WHAT IS BEING ASKED = State the number of lines in the entries below where the string "await" occurs, and omit everything else.

MATERIAL PROVIDED =
//! Message router - Greets new contacts and dispatches by classification

use chrono::Local;
use std::sync::Arc;
use tracing::{debug, info, warn};

use super::parser::{MessageParser, Route};
use crate::application::services::HandlerRegistry;
use crate::application::state::SessionState;
use crate::domain::entities::{ChatMessage, InboundMessage};

pub const FIRST_CONTACT_NOTICE: &str = "I am a robot. You are connecting for the first time.";
pub const LOGOUT_ACK: &str = "Exiting ...";

/// Something the session has to do as a result of a message, in order
#[derive(Debug, Clone, PartialEq, Eq)]
pub enum Outcome {
    Reply(ChatMessage),
    Logout,
}

/// Routes inbound messages. Holds no per-message state; the greeted set
/// lives in the shared session state.
pub struct MessageRouter {
    parser: MessageParser,
    registry: HandlerRegistry,
    state: Arc<SessionState>,
}

impl MessageRouter {
    pub fn new(parser: MessageParser, registry: HandlerRegistry, state: Arc<SessionState>) -> Self {
        Self {
            parser,
            registry,
            state,
        }
    }

    /// Route one message. Never fails: misses and odd input become replies.
    pub async fn route(&self, message: &InboundMessage) -> Vec<Outcome> {
        if message.is_error() {
            warn!("{}: {}", message.kind.as_str(), message.body);
            return Vec::new();
        }

        info!("Received from {}: {}", message.from, message.body);
        let mut outcomes = Vec::with_capacity(2);

        if self.state.mark_greeted(&message.from.short()) {
            debug!("First contact from {}", message.from.short());
            outcomes.push(self.reply(message, FIRST_CONTACT_NOTICE));
        }

        match self.parser.classify(&message.body) {
            Route::Logout => {
                outcomes.push(self.reply(message, LOGOUT_ACK));
                outcomes.push(Outcome::Logout);
            }
            Route::Command(command) => {
                let result = self.registry.invoke(&message.from.short(), &command).await;
                outcomes.push(self.reply(message, command_reply(&command, &result)));
            }
            Route::Generic(body) => {
                outcomes.push(self.reply(message, generic_reply(&body)));
            }
        }

        outcomes
    }

    fn reply(&self, message: &InboundMessage, body: impl Into<String>) -> Outcome {
        Outcome::Reply(ChatMessage::new(message.from.clone(), body))
    }
}

pub fn command_reply(command: &str, result: &str) -> String {
    format!("just run ===> {}\n response is ====> {}", command, result)
}

/// Wrap a body with the local date and time
pub fn generic_reply(body: &str) -> String {
    format!("[{}] *** {}***", Local::now().format("%m/%d/%Y %I:%M%p"), body)
}

#[cfg(test)]
mod tests {
    use super::*;
    use crate::domain::traits::Handler;
    use async_trait::async_trait;

    struct Pong;

    #[async_trait]
    impl Handler for Pong {
        async fn handle(&self, command: &str) -> String {
            if command == "ping" { "pong".into() } else { "?".into() }
        }
    }

    fn router() -> MessageRouter {
        let state = Arc::new(SessionState::new());
        let registry = HandlerRegistry::new(state.clone());
        registry.register("alice@example.com", Arc::new(Pong));
        MessageRouter::new(MessageParser::default(), registry, state)
    }

    fn bodies(outcomes: &[Outcome]) -> Vec<String> {
        outcomes
            .iter()
            .filter_map(|o| match o {
                Outcome::Reply(msg) => Some(msg.body.clone()),
                Outcome::Logout => None,
            })
            .collect()
    }

    #[tokio::test]
    async fn test_first_message_is_greeted_then_answered() {
        let router = router();
        let outcomes = router.route(&InboundMessage::new("bob@example.com/x", "hello")).await;
        let bodies = bodies(&outcomes);
        assert_eq!(bodies.len(), 2);
        assert_eq!(bodies[0], FIRST_CONTACT_NOTICE);
        assert!(bodies[1].ends_with("*** hello***"));

        let again = router.route(&InboundMessage::new("bob@example.com/y", "hello")).await;
        assert_eq!(again.len(), 1);
    }

    #[tokio::test]
    async fn test_command_reply_contains_command_and_result() {
        let router = router();
        let outcomes = router.route(&InboundMessage::new("alice@example.com/phone", "jbrake::ping")).await;
        let last = bodies(&outcomes).pop().unwrap();
        assert_eq!(last, "just run ===> ping\n response is ====> pong");
    }

    #[tokio::test]
    async fn test_command_without_handler_reports_miss() {
        let router = router();
        let outcomes = router.route(&InboundMessage::new("dave@example.com", "jbrake::ls")).await;
        let last = bodies(&outcomes).pop().unwrap();
        assert!(last.contains("No Handler with name dave@example.com Found"));
    }

    #[tokio::test]
    async fn test_exit_acknowledges_then_logs_out() {
        let router = router();
        router.route(&InboundMessage::new("alice@example.com", "hi")).await;
        let outcomes = router.route(&InboundMessage::new("alice@example.com", "exit")).await;
        assert_eq!(outcomes.len(), 2);
        assert!(matches!(&outcomes[0], Outcome::Reply(m) if m.body == LOGOUT_ACK));
        assert_eq!(outcomes[1], Outcome::Logout);
    }

    #[tokio::test]
    async fn test_error_messages_are_only_logged() {
        let router = router();
        let outcomes = router.route(&InboundMessage::error("alice@example.com", "exit")).await;
        assert!(outcomes.is_empty());
        // not greeted either
        let outcomes = router.route(&InboundMessage::new("alice@example.com", "hi")).await;
        assert_eq!(bodies(&outcomes)[0], FIRST_CONTACT_NOTICE);
    }

    #[test]
    fn test_generic_reply_format() {
        let reply = generic_reply("hey");
        assert!(reply.starts_with('['));
        assert!(reply.ends_with("] *** hey***"));
    }
}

EXPECTED ANSWER = 9